#### Aim of the exercise
From the top of the records below down to the line containing "use std::io;", reproduce every line exactly.

*** Opening Supplied data ***

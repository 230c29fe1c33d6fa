//! Storage of note bodies as plain files under the workspace root.
//!
//! Every file node owns one object, `<contentId>.md`, kept in `objects/` while
//! the note is active and in `trash/` while it is trashed. Content IDs come
//! from node logs, which may arrive inside imported packages, so every
//! operation refuses IDs that are not a single plain file name.

use crate::core::node::NOTE_EXTENSION;
use crate::{LeafnotesError, Result};
use std::fs;
use std::io;
use std::path::{Path, PathBuf};

pub const OBJECTS_DIR: &str = "objects";
pub const TRASH_DIR: &str = "trash";
pub const IMAGES_DIR: &str = "images";

/// Note bodies stored as `<contentId>.md` in the active or trash directory.
///
/// There is no locking here; writes are serialized by whoever owns the
/// [`Workspace`](crate::Workspace).
#[derive(Debug, Clone)]
pub struct ContentStore {
    objects_dir: PathBuf,
    trash_dir: PathBuf,
}

impl ContentStore {
    pub fn new<P: AsRef<Path>>(root: P) -> Self {
        Self {
            objects_dir: root.as_ref().join(OBJECTS_DIR),
            trash_dir: root.as_ref().join(TRASH_DIR),
        }
    }

    /// Location of the active copy. Does not check `content_id`; see [`is_valid_content_id`].
    pub fn active_path(&self, content_id: &str) -> PathBuf {
        self.objects_dir.join(object_file_name(content_id))
    }

    pub fn trash_path(&self, content_id: &str) -> PathBuf {
        self.trash_dir.join(object_file_name(content_id))
    }

    /// Path of the existing copy, checking the active directory first.
    pub fn locate(&self, content_id: &str) -> Option<PathBuf> {
        if !is_valid_content_id(content_id) {
            return None;
        }
        [self.active_path(content_id), self.trash_path(content_id)]
            .into_iter()
            .find(|p| p.is_file())
    }

    pub fn exists(&self, content_id: &str) -> bool {
        self.locate(content_id).is_some()
    }

    /// Reads a note body. A missing object, or an unusable ID, reads as empty content.
    pub fn read(&self, content_id: &str) -> Result<String> {
        let Some(path) = self.locate(content_id) else {
            return Ok(String::new());
        };
        match fs::read_to_string(&path) {
            Ok(body) => Ok(body),
            Err(e) if e.kind() == io::ErrorKind::NotFound => Ok(String::new()),
            Err(e) => Err(e.into()),
        }
    }

    /// Overwrites the active copy of a note body.
    ///
    /// # Errors
    ///
    /// Returns [`LeafnotesError::Validation`] if `content_id` is not a plain file name.
    pub fn write(&self, content_id: &str, body: &str) -> Result<()> {
        if !is_valid_content_id(content_id) {
            return Err(LeafnotesError::Validation(format!(
                "invalid content ID {content_id:?}"
            )));
        }
        fs::create_dir_all(&self.objects_dir)?;
        fs::write(self.active_path(content_id), body)?;
        Ok(())
    }

    /// Moves the active copy into the trash directory; returns whether anything moved.
    pub fn move_to_trash(&self, content_id: &str) -> Result<bool> {
        if !usable(content_id) {
            return Ok(false);
        }
        fs::create_dir_all(&self.trash_dir)?;
        relocate(&self.active_path(content_id), &self.trash_path(content_id))
    }

    /// Moves the trash copy back into the active directory; returns whether anything moved.
    pub fn restore_from_trash(&self, content_id: &str) -> Result<bool> {
        if !usable(content_id) {
            return Ok(false);
        }
        fs::create_dir_all(&self.objects_dir)?;
        relocate(&self.trash_path(content_id), &self.active_path(content_id))
    }

    /// Deletes the object from both directories. Missing copies are not an error.
    pub fn remove(&self, content_id: &str) -> Result<()> {
        if !usable(content_id) {
            return Ok(());
        }
        for path in [self.active_path(content_id), self.trash_path(content_id)] {
            match fs::remove_file(&path) {
                Ok(()) => {}
                Err(e) if e.kind() == io::ErrorKind::NotFound => {}
                Err(e) => return Err(e.into()),
            }
        }
        Ok(())
    }
}

/// Whether `content_id` can name an object: one path segment, no separators,
/// no `.`/`..`, no drive prefix and no control characters.
pub fn is_valid_content_id(content_id: &str) -> bool {
    !content_id.is_empty()
        && content_id != "."
        && content_id != ".."
        && !content_id
            .chars()
            .any(|c| matches!(c, '/' | '\\' | ':') || c.is_control())
}

fn usable(content_id: &str) -> bool {
    let valid = is_valid_content_id(content_id);
    if !valid {
        log::warn!("Ignoring invalid content ID {content_id:?}");
    }
    valid
}

pub fn object_file_name(content_id: &str) -> String {
    format!("{content_id}.{NOTE_EXTENSION}")
}

fn relocate(from: &Path, to: &Path) -> Result<bool> {
    if !from.is_file() {
        return Ok(false);
    }
    fs::rename(from, to)?;
    Ok(true)
}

*** Closing Supplied data ***

#### Your solution
repository 230c29fe1c33d6fa
//! Storage of note bodies as plain files under the workspace root.
//!
//! Every file node owns one object, `<contentId>.md`, kept in `objects/` while
//! the note is active and in `trash/` while it is trashed. Content IDs come
//! from node logs, which may arrive inside imported packages, so every
//! operation refuses IDs that are not a single plain file name.

use crate::core::node::NOTE_EXTENSION;
use crate::{LeafnotesError, Result};
use std::fs;
use std::io;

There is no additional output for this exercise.